15 Nisan 2014… 15 yıllık aralıksız, o iş bu iş derken ‘haydi artık biraz ara verme zamanı’ deyip vermiş olduğum arada 15. gün…15 Nisan 2014… Hem dolunay hem de ay tutulmasının olduğu gün… Dolunay yetmiyormuş gibi bir de ay tutulması ile bünyelerimizi sarsan gün… İşte bu özel günde dedim ki kendimle hesaplaşacağıma ve gelen tuhaf duygularla cebelleşeceğime, dün annem ve babam ile yapmış olduğum keyifli geziyi sizlerle paylaşayım, hem kendi içim açılsın yazarak hem de sizlerin gözleriniz şenlensin bu daral günde az da olsa…

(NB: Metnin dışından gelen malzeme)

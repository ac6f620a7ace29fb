//! Conversion of a whole non-functional property to and from a document
//! fragment.

use std::sync::Arc;

use serde_json::{Map, Value};

use crate::codec::value::{decode_value, encode_value};
use crate::error::{DecodeError, SerializeError};
use crate::limits::MAX_PROPERTY_VALUES;
use crate::model::{AliasTable, PropertyDescriptor, PropertyList, TypedDeserializer, TypedValue};

/// Options for decoding properties.
#[derive(Debug, Clone)]
pub struct DecodeOptions {
    /// Maximum number of values accepted for one property.
    pub max_values: usize,
}

impl Default for DecodeOptions {
    fn default() -> Self {
        Self {
            max_values: MAX_PROPERTY_VALUES,
        }
    }
}

impl DecodeOptions {
    /// Creates options with default limits.
    pub fn new() -> Self {
        Self::default()
    }

    /// Sets the maximum number of values per property.
    pub fn with_max_values(mut self, max_values: usize) -> Self {
        self.max_values = max_values;
        self
    }
}

// =============================================================================
// DECODING
// =============================================================================

/// Decodes a property from a document fragment with default options.
///
/// See [`decode_property_with_options`].
pub fn decode_property<T, D>(
    fragment: &Map<String, Value>,
    descriptor: Arc<PropertyDescriptor>,
    aliases: &AliasTable,
    deserializer: &D,
) -> Result<Option<PropertyList<T>>, DecodeError>
where
    T: TypedValue,
    D: TypedDeserializer<T> + ?Sized,
{
    decode_property_with_options(fragment, descriptor, aliases, deserializer, &DecodeOptions::default())
}

/// Decodes a property from a document fragment.
///
/// The property is looked up under its possibly-aliased key
/// (`"<alias>:<name>"` when its namespace is aliased in `aliases`). Returns
/// `Ok(None)` when the key is absent, which is distinct from a present key
/// holding an empty array. An array is decoded element by element in order;
/// any other value is decoded as a single element.
///
/// Elements that are not recognized are kept as unknown values; only a
/// malformed typed value aborts decoding.
pub fn decode_property_with_options<T, D>(
    fragment: &Map<String, Value>,
    descriptor: Arc<PropertyDescriptor>,
    aliases: &AliasTable,
    deserializer: &D,
    options: &DecodeOptions,
) -> Result<Option<PropertyList<T>>, DecodeError>
where
    T: TypedValue,
    D: TypedDeserializer<T> + ?Sized,
{
    let alias = aliases.alias_for(&descriptor.namespace);
    let key = descriptor.key_for_alias(alias);
    let Some(raw) = fragment.get(&key) else {
        return Ok(None);
    };

    let mut list = PropertyList::with_alias(Arc::clone(&descriptor), alias);
    let elements = match raw {
        Value::Array(items) => items.as_slice(),
        single => std::slice::from_ref(single),
    };
    if elements.len() > options.max_values {
        return Err(DecodeError::TooManyValues {
            property: key,
            len: elements.len(),
            max: options.max_values,
        });
    }

    for element in elements {
        let entry = decode_value(element, &descriptor, aliases, deserializer).map_err(|source| {
            tracing::warn!(property = %key, error = %source, "aborting property decode");
            DecodeError::Typed {
                property: key.clone(),
                source,
            }
        })?;
        list.push_entry(entry);
    }

    tracing::trace!(property = %key, len = list.len(), "decoded property");
    Ok(Some(list))
}

// =============================================================================
// ENCODING
// =============================================================================

/// Encodes a property.
///
/// Values are encoded in order into an array, except that a single value
/// is returned bare: a one-element property and a singular value are
/// written identically.
pub fn encode_property<T: TypedValue>(list: &PropertyList<T>) -> Result<Value, SerializeError> {
    let mut values = Vec::with_capacity(list.len());
    for entry in list {
        values.push(encode_value(entry)?);
    }
    if values.len() == 1 {
        return Ok(values.swap_remove(0));
    }
    Ok(Value::Array(values))
}

/// Encodes a property into a document fragment under the key matching the
/// list's alias.
pub fn encode_property_into<T: TypedValue>(
    list: &PropertyList<T>,
    fragment: &mut Map<String, Value>,
) -> Result<(), SerializeError> {
    let key = list.descriptor().key_for_alias(list.alias());
    fragment.insert(key, encode_property(list)?);
    Ok(())
}

#[cfg(test)]
mod tests {
    use serde_json::json;

    use super::*;
    use crate::vocab::security::{deserialize_public_key, public_key_descriptor, PublicKey, SECURITY_V1};

    fn fragment(v: Value) -> Map<String, Value> {
        match v {
            Value::Object(m) => m,
            _ => panic!("fixture must be an object"),
        }
    }

    fn decode(doc: Value) -> Result<Option<PropertyList<PublicKey>>, DecodeError> {
        decode_property(&fragment(doc), public_key_descriptor(), &AliasTable::new(), &deserialize_public_key)
    }

    #[test]
    fn test_single_iri_roundtrip_collapses() {
        let list = decode(json!({"publicKey": "https://example.com/key1"})).unwrap().unwrap();
        assert_eq!(list.len(), 1);
        assert!(list.at(0).is_iri());
        assert_eq!(list.at(0).get_iri().unwrap().to_string(), "https://example.com/key1");

        assert_eq!(encode_property(&list).unwrap(), json!("https://example.com/key1"));
    }

    #[test]
    fn test_single_element_array_collapses() {
        let list = decode(json!({"publicKey": ["https://example.com/key1"]})).unwrap().unwrap();
        assert_eq!(list.len(), 1);
        assert_eq!(encode_property(&list).unwrap(), json!("https://example.com/key1"));
    }

    #[test]
    fn test_mixed_array() {
        let doc = json!({"publicKey": [
            {"id": "https://ex.com/k1", "type": "PublicKey", "owner": "https://ex.com/alice"},
            "https://ex.com/k2"
        ]});
        let mut list = decode(doc).unwrap().unwrap();
        assert_eq!(list.len(), 2);
        assert!(list.at(0).is_typed());
        assert!(list.at(1).is_iri());
        assert!(!list.less_than(&list));

        list.swap(0, 1);
        let out = encode_property(&list).unwrap();
        assert_eq!(out[0], json!("https://ex.com/k2"));
        assert_eq!(out[1]["id"], json!("https://ex.com/k1"));
        assert_eq!(list.at(0).position(), 0);
        assert_eq!(list.at(1).position(), 1);
    }

    #[test]
    fn test_absent_vs_empty() {
        assert!(decode(json!({"other": 1})).unwrap().is_none());

        let empty = decode(json!({"publicKey": []})).unwrap().unwrap();
        assert!(empty.is_empty());
        assert_eq!(encode_property(&empty).unwrap(), json!([]));
    }

    #[test]
    fn test_aliased_key() {
        let mut aliases = AliasTable::new();
        aliases.insert(SECURITY_V1, "sec");
        let doc = fragment(json!({
            "publicKey": "https://ex.com/ignored",
            "sec:publicKey": "https://ex.com/k1"
        }));
        let list: PropertyList<PublicKey> =
            decode_property(&doc, public_key_descriptor(), &aliases, &deserialize_public_key)
                .unwrap()
                .unwrap();
        assert_eq!(list.len(), 1);
        assert_eq!(list.alias(), "sec");
        assert_eq!(list.property_key(&aliases), "sec:publicKey");

        let mut out = Map::new();
        encode_property_into(&list, &mut out).unwrap();
        assert_eq!(out.get("sec:publicKey"), Some(&json!("https://ex.com/k1")));
    }

    #[test]
    fn test_unknown_elements_do_not_abort() {
        let list = decode(json!({"publicKey": [
            "not an iri",
            42,
            {"type": "Note"},
            "https://ex.com/k1"
        ]}))
        .unwrap()
        .unwrap();
        assert_eq!(list.len(), 4);
        assert!(list.at(0).is_unknown());
        assert!(list.at(1).is_unknown());
        assert!(list.at(2).is_unknown());
        assert!(list.at(3).is_iri());
    }

    #[test]
    fn test_malformed_typed_value_aborts() {
        let result = decode(json!({"publicKey": [
            "https://ex.com/k1",
            {"id": "https://ex.com/k2", "type": "PublicKey", "publicKeyPem": ["not", "a", "string"]}
        ]}));
        assert!(matches!(result, Err(DecodeError::Typed { ref property, .. }) if property == "publicKey"));
    }

    #[test]
    fn test_embedded_owner_does_not_abort() {
        let list = decode(json!({"publicKey": [
            "https://ex.com/k0",
            {"id": "https://ex.com/k1", "type": "PublicKey", "owner": {"id": "https://ex.com/alice", "type": "Person"}}
        ]}))
        .unwrap()
        .unwrap();
        assert_eq!(list.len(), 2);
        assert!(list.at(1).is_typed());
        assert_eq!(list.at(1).get().unwrap().owner().unwrap().as_str(), "https://ex.com/alice");
    }

    #[test]
    fn test_too_many_values() {
        let doc = fragment(json!({"publicKey": ["https://ex.com/1", "https://ex.com/2", "https://ex.com/3"]}));
        let options = DecodeOptions::new().with_max_values(2);
        let result: Result<Option<PropertyList<PublicKey>>, _> = decode_property_with_options(
            &doc,
            public_key_descriptor(),
            &AliasTable::new(),
            &deserialize_public_key,
            &options,
        );
        assert_eq!(
            result.unwrap_err(),
            DecodeError::TooManyValues {
                property: "publicKey".to_string(),
                len: 3,
                max: 2
            }
        );
    }

    #[test]
    fn test_roundtrip_is_stable() {
        let doc = json!({"publicKey": [
            {"id": "https://ex.com/k1", "type": "PublicKey", "owner": "https://ex.com/alice", "publicKeyPem": "PEM"},
            "https://ex.com/k2",
            "free text",
            {"type": "Unrecognized", "x": [1, 2, 3]}
        ]});
        let first = decode(doc).unwrap().unwrap();
        let mut out = Map::new();
        encode_property_into(&first, &mut out).unwrap();
        let second = decode(Value::Object(out)).unwrap().unwrap();

        assert_eq!(first.len(), second.len());
        for (a, b) in first.iter().zip(second.iter()) {
            assert_eq!(a.kind_index(), b.kind_index());
            assert_eq!(a, b);
        }
    }
}
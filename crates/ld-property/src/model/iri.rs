//! Absolute resource identifiers used as by-reference property values.

use std::fmt;
use std::str::FromStr;

use thiserror::Error;
use url::Url;

/// An absolute IRI.
///
/// The source text is kept alongside the parsed form so that a value
/// decoded from a document is written back exactly as it was read; the
/// URL parser normalizes some inputs (e.g. adds a trailing `/` to a bare
/// authority) and that must not leak into the wire form.
#[derive(Debug, Clone, PartialEq, Eq, Hash, PartialOrd, Ord)]
pub struct Iri {
    raw: String,
    url: Url,
}

/// Reason a string was not accepted as an IRI.
#[derive(Debug, Clone, PartialEq, Eq, Error)]
pub enum IriParseError {
    /// Contains whitespace, which the URI grammar never allows.
    #[error("IRI contains whitespace")]
    Whitespace,
    /// No scheme, or otherwise rejected by the URL parser.
    #[error("not an absolute IRI: {0}")]
    NotAbsolute(url::ParseError),
}

impl Iri {
    /// Parses an absolute IRI.
    ///
    /// Only strings with a non-empty scheme are accepted. Plain text such
    /// as `"hello"` or `"/relative/path"` is rejected rather than being
    /// resolved against some base.
    pub fn parse(s: &str) -> Result<Iri, IriParseError> {
        if s.chars().any(|c| c.is_ascii_whitespace()) {
            return Err(IriParseError::Whitespace);
        }
        let url = Url::parse(s).map_err(IriParseError::NotAbsolute)?;
        if url.scheme().is_empty() {
            return Err(IriParseError::NotAbsolute(url::ParseError::RelativeUrlWithoutBase));
        }
        Ok(Iri {
            raw: s.to_string(),
            url,
        })
    }

    /// Returns the IRI exactly as it was written.
    pub fn as_str(&self) -> &str {
        &self.raw
    }

    /// Returns the parsed URL.
    pub fn as_url(&self) -> &Url {
        &self.url
    }

    /// Returns the scheme (always non-empty).
    pub fn scheme(&self) -> &str {
        self.url.scheme()
    }
}

impl FromStr for Iri {
    type Err = IriParseError;

    fn from_str(s: &str) -> Result<Self, Self::Err> {
        Iri::parse(s)
    }
}

impl From<Url> for Iri {
    fn from(url: Url) -> Self {
        Iri {
            raw: url.as_str().to_string(),
            url,
        }
    }
}

impl fmt::Display for Iri {
    fn fmt(&self, f: &mut fmt::Formatter<'_>) -> fmt::Result {
        f.write_str(&self.raw)
    }
}
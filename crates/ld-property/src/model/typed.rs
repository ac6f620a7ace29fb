//! Capability traits for vocabulary objects carried by a property.

use std::any::Any;
use std::fmt;

use serde_json::{Map, Value};

use crate::error::{SerializeError, TypedDecodeError};
use crate::model::{AliasTable, ContextMap};

/// Any object defined by a vocabulary (an ActivityStreams `Note`, a
/// security `PublicKey`, ...).
///
/// This is the type-erased view used when a caller holds "some vocabulary
/// object" and asks a property to accept it; see
/// [`PropertyValue::set_type`](crate::model::PropertyValue::set_type).
pub trait VocabType: fmt::Debug + 'static {
    /// Vocabulary name of the object's type, e.g. `"PublicKey"`.
    fn type_name(&self) -> &str;

    /// Converts the object into a decoded value suitable for re-encoding.
    fn serialize(&self) -> Result<Value, SerializeError>;

    /// JSON-LD context entries the object needs.
    fn json_ld_context(&self) -> ContextMap;

    /// Upcast for checked downcasting.
    fn as_any(&self) -> &dyn Any;

    /// Owned upcast for checked downcasting.
    fn into_any(self: Box<Self>) -> Box<dyn Any>;
}

/// A vocabulary object that a specific property accepts as its typed value.
pub trait TypedValue: VocabType + Sized {
    /// Arbitrary but stable ordering between two values of this type.
    ///
    /// Must be a strict weak ordering.
    fn less_than(&self, other: &Self) -> bool;
}

/// Per-vocabulary deserializer for a property's typed value.
///
/// Implementations return [`TypedDecodeError::ShapeMismatch`] when the
/// mapping is simply not an instance of their type, and
/// [`TypedDecodeError::Malformed`] when it is but cannot be decoded.
/// Plain functions and closures with the matching signature implement
/// this trait.
pub trait TypedDeserializer<T> {
    fn deserialize(
        &self,
        map: &Map<String, Value>,
        aliases: &AliasTable,
    ) -> Result<T, TypedDecodeError>;
}

impl<T, F> TypedDeserializer<T> for F
where
    F: Fn(&Map<String, Value>, &AliasTable) -> Result<T, TypedDecodeError>,
{
    fn deserialize(
        &self,
        map: &Map<String, Value>,
        aliases: &AliasTable,
    ) -> Result<T, TypedDecodeError> {
        self(map, aliases)
    }
}

/// Narrows a type-erased vocabulary object to `T`.
///
/// On mismatch returns the observed type name for diagnostics.
pub(crate) fn narrow<T: TypedValue>(obj: Box<dyn VocabType>) -> Result<T, String> {
    let found = obj.type_name().to_string();
    obj.into_any().downcast::<T>().map(|v| *v).map_err(|_| found)
}
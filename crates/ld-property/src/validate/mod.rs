//! Structural validation of property lists.
//!
//! The model's mutators maintain these invariants themselves; this module
//! checks them from the outside so tests (and callers that suspect a bug)
//! can verify that every entry's recorded position equals its index and
//! that every entry is owned by the list that stores it.

use crate::error::ValidationError;
use crate::model::{PropertyList, TypedValue};

/// Validates the position and owner bookkeeping of every entry.
pub fn validate_list<T: TypedValue>(list: &PropertyList<T>) -> Result<(), ValidationError> {
    for (index, entry) in list.iter().enumerate() {
        if entry.position() != index {
            return Err(ValidationError::PositionMismatch {
                index,
                recorded: entry.position(),
            });
        }
        if entry.owner() != Some(list.id()) {
            return Err(ValidationError::OwnerMismatch { index });
        }
    }
    Ok(())
}
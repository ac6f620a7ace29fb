//! Limits applied while decoding untrusted documents.

/// Maximum number of values accepted for a single property.
pub const MAX_PROPERTY_VALUES: usize = 65_536;

/// Separator between a namespace alias and a property name in document keys.
pub const ALIAS_SEPARATOR: char = ':';
//! Data model types for vocabulary properties.
//!
//! This module contains the in-memory representation of a property:
//! - IRIs (by-reference values)
//! - Descriptors and alias tables (per-property and per-document metadata)
//! - Capability traits for typed vocabulary objects
//! - Values (one occurrence) and lists (the whole non-functional property)
//! - Builders (ergonomic construction)

pub mod builder;
pub mod descriptor;
pub mod iri;
pub mod list;
pub mod typed;
pub mod value;

pub use builder::PropertyListBuilder;
pub use descriptor::{merge_context, AliasTable, ContextMap, PropertyDescriptor};
pub use iri::{Iri, IriParseError};
pub use list::PropertyList;
pub use typed::{TypedDeserializer, TypedValue, VocabType};
pub use value::{ListId, Member, PropertyValue, KIND_IRI, KIND_TYPED, KIND_UNKNOWN};
//! W3ID Security v1: the `publicKey` property and its `PublicKey` type.

use std::any::Any;
use std::sync::Arc;

use lazy_static::lazy_static;
use serde_json::{Map, Value};

use crate::error::{SerializeError, TypedDecodeError};
use crate::model::{AliasTable, ContextMap, Iri, PropertyDescriptor, PropertyList, TypedValue, VocabType};

/// Namespace URI of the W3ID Security v1 vocabulary.
pub const SECURITY_V1: &str = "https://w3id.org/security/v1";

const TYPE_NAME: &str = "PublicKey";

lazy_static! {
    static ref PUBLIC_KEY_PROPERTY: Arc<PropertyDescriptor> =
        Arc::new(super::descriptor(SECURITY_V1, "publicKey"));
}

/// Descriptor of the non-functional `publicKey` property.
pub fn public_key_descriptor() -> Arc<PropertyDescriptor> {
    Arc::clone(&PUBLIC_KEY_PROPERTY)
}

/// The `publicKey` property.
pub type PublicKeyProperty = PropertyList<PublicKey>;

/// The actor a key belongs to, as written in the document.
#[derive(Debug, Clone, PartialEq, Eq)]
pub enum KeyOwner {
    /// A reference to the actor.
    Iri(Iri),
    /// Anything else, usually the actor embedded inline. Kept verbatim;
    /// `id` is the embedded object's identifier when it has a valid one.
    Embedded { id: Option<Iri>, raw: Value },
}

impl KeyOwner {
    /// Returns the owning actor's identifier, if known.
    pub fn id(&self) -> Option<&Iri> {
        match self {
            KeyOwner::Iri(iri) => Some(iri),
            KeyOwner::Embedded { id, .. } => id.as_ref(),
        }
    }

    fn to_value(&self) -> Value {
        match self {
            KeyOwner::Iri(iri) => Value::String(iri.to_string()),
            KeyOwner::Embedded { raw, .. } => raw.clone(),
        }
    }

    fn sort_key(&self) -> (u8, String) {
        match self {
            KeyOwner::Iri(iri) => (0, iri.as_str().to_string()),
            KeyOwner::Embedded { raw, .. } => (1, raw.to_string()),
        }
    }

    /// Classifies a decoded `owner` value. Never fails: an owner that is
    /// neither an IRI nor an object with an `id` is still preserved.
    fn from_value(raw: &Value) -> KeyOwner {
        if let Value::String(s) = raw {
            if let Ok(iri) = Iri::parse(s) {
                return KeyOwner::Iri(iri);
            }
        }
        let id = match raw {
            Value::Object(m) => m.get("id").and_then(Value::as_str).and_then(|s| Iri::parse(s).ok()),
            _ => None,
        };
        KeyOwner::Embedded { id, raw: raw.clone() }
    }
}

/// A public key used to verify an actor's signatures.
#[derive(Debug, Clone, PartialEq, Eq)]
pub struct PublicKey {
    id: Iri,
    owner: Option<KeyOwner>,
    public_key_pem: Option<String>,
    alias: String,
}

impl PublicKey {
    /// Creates a key with only an identifier.
    pub fn new(id: Iri) -> Self {
        Self {
            id,
            owner: None,
            public_key_pem: None,
            alias: super::default_alias(SECURITY_V1).unwrap_or("").to_string(),
        }
    }

    /// Sets the actor that owns this key.
    pub fn with_owner(mut self, owner: Iri) -> Self {
        self.owner = Some(KeyOwner::Iri(owner));
        self
    }

    /// Sets the PEM-encoded key material.
    pub fn with_pem(mut self, pem: impl Into<String>) -> Self {
        self.public_key_pem = Some(pem.into());
        self
    }

    pub fn id(&self) -> &Iri {
        &self.id
    }

    /// Identifier of the owning actor, whether referenced or embedded.
    pub fn owner(&self) -> Option<&Iri> {
        self.owner.as_ref().and_then(KeyOwner::id)
    }

    /// The owner exactly as decoded.
    pub fn key_owner(&self) -> Option<&KeyOwner> {
        self.owner.as_ref()
    }

    pub fn public_key_pem(&self) -> Option<&str> {
        self.public_key_pem.as_deref()
    }

    fn key(&self, name: &str) -> String {
        if self.alias.is_empty() {
            name.to_string()
        } else {
            format!("{}:{name}", self.alias)
        }
    }
}

impl VocabType for PublicKey {
    fn type_name(&self) -> &str {
        TYPE_NAME
    }

    fn serialize(&self) -> Result<Value, SerializeError> {
        let mut m = Map::new();
        m.insert("id".to_string(), Value::String(self.id.to_string()));
        m.insert("type".to_string(), Value::String(TYPE_NAME.to_string()));
        if let Some(owner) = &self.owner {
            m.insert(self.key("owner"), owner.to_value());
        }
        if let Some(pem) = &self.public_key_pem {
            m.insert(self.key("publicKeyPem"), Value::String(pem.clone()));
        }
        Ok(Value::Object(m))
    }

    fn json_ld_context(&self) -> ContextMap {
        let mut ctx = ContextMap::new();
        ctx.insert(SECURITY_V1.to_string(), self.alias.clone());
        ctx
    }

    fn as_any(&self) -> &dyn Any {
        self
    }

    fn into_any(self: Box<Self>) -> Box<dyn Any> {
        self
    }
}

impl TypedValue for PublicKey {
    fn less_than(&self, other: &Self) -> bool {
        let lhs = (self.id.as_str(), self.owner.as_ref().map(KeyOwner::sort_key), self.public_key_pem.as_deref());
        let rhs = (other.id.as_str(), other.owner.as_ref().map(KeyOwner::sort_key), other.public_key_pem.as_deref());
        lhs < rhs
    }
}

fn has_type(value: &Value, aliased: &str) -> bool {
    match value {
        Value::String(s) => s == TYPE_NAME || s == aliased,
        Value::Array(items) => items.iter().any(|v| has_type(v, aliased)),
        _ => false,
    }
}

fn malformed(reason: impl Into<String>) -> TypedDecodeError {
    TypedDecodeError::Malformed {
        type_name: TYPE_NAME,
        reason: reason.into(),
    }
}

fn required_iri(map: &Map<String, Value>, key: &str) -> Result<Iri, TypedDecodeError> {
    match map.get(key) {
        None => Err(malformed(format!("missing {key}"))),
        Some(Value::String(s)) => Iri::parse(s).map_err(|e| malformed(format!("{key}: {e}"))),
        Some(_) => Err(malformed(format!("{key} is not a string"))),
    }
}

/// Deserializes a `PublicKey` from a decoded mapping.
///
/// Mappings whose `type` does not name `PublicKey` are a shape mismatch;
/// a `PublicKey` with a missing or invalid `id`, or a non-string
/// `publicKeyPem`, is malformed. `owner` may be an IRI or an embedded
/// actor and is preserved either way.
pub fn deserialize_public_key(
    map: &Map<String, Value>,
    aliases: &AliasTable,
) -> Result<PublicKey, TypedDecodeError> {
    let alias = aliases.alias_for(SECURITY_V1).to_string();
    let prefixed = |name: &str| {
        if alias.is_empty() {
            name.to_string()
        } else {
            format!("{alias}:{name}")
        }
    };

    let is_key = map.get("type").is_some_and(|t| has_type(t, &prefixed(TYPE_NAME)));
    if !is_key {
        return Err(TypedDecodeError::ShapeMismatch {
            expected: TYPE_NAME,
            reason: "type does not name PublicKey".to_string(),
        });
    }

    let id = required_iri(map, "id")?;
    let owner = map.get(&prefixed("owner")).map(KeyOwner::from_value);
    let public_key_pem = match map.get(&prefixed("publicKeyPem")) {
        None => None,
        Some(Value::String(s)) => Some(s.clone()),
        Some(_) => return Err(malformed("publicKeyPem is not a string")),
    };

    Ok(PublicKey {
        id,
        owner,
        public_key_pem,
        alias,
    })
}

#[cfg(test)]
mod tests {
    use serde_json::json;

    use super::*;

    fn map(v: Value) -> Map<String, Value> {
        match v {
            Value::Object(m) => m,
            _ => panic!("fixture must be an object"),
        }
    }

    #[test]
    fn test_deserialize_full_key() {
        let key = deserialize_public_key(
            &map(json!({
                "id": "https://ex.com/users/alice#main-key",
                "type": "PublicKey",
                "owner": "https://ex.com/users/alice",
                "publicKeyPem": "-----BEGIN PUBLIC KEY-----\nMIIB"
            })),
            &AliasTable::new(),
        )
        .unwrap();
        assert_eq!(key.id().as_str(), "https://ex.com/users/alice#main-key");
        assert_eq!(key.owner().unwrap().as_str(), "https://ex.com/users/alice");
        assert!(key.public_key_pem().unwrap().starts_with("-----BEGIN"));
    }

    #[test]
    fn test_deserialize_aliased_fields() {
        let mut aliases = AliasTable::new();
        aliases.insert(SECURITY_V1, "sec");
        let key = deserialize_public_key(
            &map(json!({
                "id": "https://ex.com/k1",
                "type": ["sec:PublicKey"],
                "sec:owner": "https://ex.com/alice"
            })),
            &aliases,
        )
        .unwrap();
        assert_eq!(key.owner().unwrap().as_str(), "https://ex.com/alice");
        assert_eq!(key.serialize().unwrap()["sec:owner"], json!("https://ex.com/alice"));
    }

    #[test]
    fn test_shape_mismatch() {
        let err = deserialize_public_key(&map(json!({"id": "https://ex.com/n", "type": "Note"})), &AliasTable::new())
            .unwrap_err();
        assert!(err.is_shape_mismatch());
        let err = deserialize_public_key(&map(json!({"id": "https://ex.com/n"})), &AliasTable::new()).unwrap_err();
        assert!(err.is_shape_mismatch());
    }

    #[test]
    fn test_malformed() {
        for fixture in [
            json!({"type": "PublicKey"}),
            json!({"type": "PublicKey", "id": "not an iri"}),
            json!({"type": "PublicKey", "id": "https://ex.com/k", "publicKeyPem": false}),
        ] {
            let err = deserialize_public_key(&map(fixture), &AliasTable::new()).unwrap_err();
            assert!(!err.is_shape_mismatch());
        }
    }

    #[test]
    fn test_embedded_owner_is_preserved() {
        let owner = json!({"id": "https://ex.com/alice", "type": "Person"});
        let key = deserialize_public_key(
            &map(json!({"id": "https://ex.com/k1", "type": "PublicKey", "owner": owner.clone()})),
            &AliasTable::new(),
        )
        .unwrap();
        assert_eq!(key.owner().unwrap().as_str(), "https://ex.com/alice");
        assert!(matches!(key.key_owner(), Some(KeyOwner::Embedded { .. })));
        assert_eq!(key.serialize().unwrap()["owner"], owner);
    }

    #[test]
    fn test_unusual_owner_is_kept_not_rejected() {
        for owner in [json!(1), json!("not an iri"), json!({"type": "Person"})] {
            let key = deserialize_public_key(
                &map(json!({"id": "https://ex.com/k1", "type": "PublicKey", "owner": owner.clone()})),
                &AliasTable::new(),
            )
            .unwrap();
            assert!(key.owner().is_none());
            assert_eq!(key.serialize().unwrap()["owner"], owner);
        }
    }

    #[test]
    fn test_serialize_roundtrip() {
        let key = PublicKey::new(Iri::parse("https://ex.com/k1").unwrap())
            .with_owner(Iri::parse("https://ex.com/alice").unwrap())
            .with_pem("PEM");
        let mut aliases = AliasTable::new();
        aliases.insert(SECURITY_V1, "widsv");
        let Value::Object(m) = key.serialize().unwrap() else {
            panic!("expected object");
        };
        assert_eq!(deserialize_public_key(&m, &aliases).unwrap(), key);
    }

    #[test]
    fn test_less_than_by_id() {
        let a = PublicKey::new(Iri::parse("https://ex.com/a").unwrap());
        let b = PublicKey::new(Iri::parse("https://ex.com/b").unwrap());
        assert!(a.less_than(&b));
        assert!(!b.less_than(&a));
        assert!(!a.less_than(&a));
    }

    #[test]
    fn test_less_than_orders_referenced_before_embedded_owner() {
        let aliases = AliasTable::new();
        let referenced = deserialize_public_key(
            &map(json!({"id": "https://ex.com/k", "type": "PublicKey", "owner": "https://ex.com/alice"})),
            &aliases,
        )
        .unwrap();
        let embedded = deserialize_public_key(
            &map(json!({"id": "https://ex.com/k", "type": "PublicKey", "owner": {"id": "https://ex.com/alice"}})),
            &aliases,
        )
        .unwrap();
        assert!(referenced.less_than(&embedded));
        assert!(!embedded.less_than(&referenced));
    }

    #[test]
    fn test_descriptor() {
        let d = public_key_descriptor();
        assert_eq!(d.namespace, SECURITY_V1);
        assert_eq!(d.name, "publicKey");
        assert_eq!(d.default_alias, "widsv");
    }
}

En son Emirgan´a gittiğim zamanı hatırlıyorum… Yıl 1994… Üniversite ya ortaokul sınavlarından önce anneler babalar çocuklarını sınav öncesi gün oksijen alacakları bir yerlere götürürler ya, yani en azından benim zamanımda öyleydi 🙂 Pazar günü üniversite sınavı ve Cumartesi günü annemlerle Emirgan korusunda piknikteyiz… O gün orada yediğim annemin hazırladığı beyaz ekmek arası beyaz peynirli ve domatesli sandviçin tadı hala damağımda, o zamanlar o kadar ekmek yiyip kilo da almıyorduk ya ne güzeldi o günler:) Neyse Emirgan diyince nedense hep bu anım gelir aklıma… Ve yıllar sonra yine yeniden annem ve babam ile birlikte, bu sefer sınav öncesi oksijeni için değil de laleleri ziyarete gittik… Bu yıl 9.su gerçekleşen İstanbul Lale Festivali kapsamında
İstanbul´un farklı yerlerinde lale çeşitlerini görmek mümkün. Bunlardan bir tanesi de 211 farklı türde 2 milyon 308 bin lalenin dikildiği Emirgan korusu… Beyaz lale, kırmızı lale, pembe lale, sarı lale, sarı kırmızı lale, mor lale, eflatun lale…Düzünden dantellisine, rengarenk olanından tek renklisine, dün ziyarete gelen bir teyzeden duyduğum tabirle, ‘Allah´ın yarattığı renklere bak’ dedirten güzellikte bir manzara… Ziyarete gelen kitlenin büyük bir çoğunluğunu teyzeler, kapalı teyzeler ve çarşaflılar oluşturunca etrafımda duyduğum tabirler de bu şekilde oluyor derken, bu teyzeler aynı zamanda şaşkınlık da yaratabiliyorlar, canlı müzik eşliğinde kendilerini
sahneye atıp parlayan güneş altında dansedip eğlenirlerken… İş hayatında sürekli masa başında, bilgisayarın başında e-mail al, e-mail gönder, Excel hazırla, sunum hazırla, o toplantıya gir, bu toplantıya gir derken hayat aslında dışarıda akmaya devam ediyormuş onu gözlemleme şansı buldum bir Pazartesi sendromu yaşamadan… Özellikle yaşlı bir çiftin sahneye gelip tango yapması, hem de o yaşlarında hem de hala el ele kol kola, işte sevgi budur dedirten bir an olup gözlerin yaşarmaması mümkün değil…Neyse bu kadar duygusallık yeter…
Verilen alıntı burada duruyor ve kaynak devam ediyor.